_Exercise_
Go over the data and keep only the lines that include "mode".

_Data in this exercise_

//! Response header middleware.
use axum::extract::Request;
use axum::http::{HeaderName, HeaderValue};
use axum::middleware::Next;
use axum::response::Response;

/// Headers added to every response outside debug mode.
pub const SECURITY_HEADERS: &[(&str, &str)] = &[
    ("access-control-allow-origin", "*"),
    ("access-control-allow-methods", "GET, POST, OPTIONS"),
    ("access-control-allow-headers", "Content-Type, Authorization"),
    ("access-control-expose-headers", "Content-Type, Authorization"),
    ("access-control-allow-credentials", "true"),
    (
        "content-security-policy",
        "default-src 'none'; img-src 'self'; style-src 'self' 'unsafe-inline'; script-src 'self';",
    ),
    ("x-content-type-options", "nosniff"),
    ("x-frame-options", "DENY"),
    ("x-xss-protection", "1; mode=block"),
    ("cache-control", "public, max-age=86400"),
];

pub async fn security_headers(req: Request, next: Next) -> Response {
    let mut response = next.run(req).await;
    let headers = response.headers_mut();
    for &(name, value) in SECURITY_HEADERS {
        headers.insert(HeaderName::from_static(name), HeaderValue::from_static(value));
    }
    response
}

_Result of the task_
/// Headers added to every response outside debug mode.
    ("x-xss-protection", "1; mode=block"),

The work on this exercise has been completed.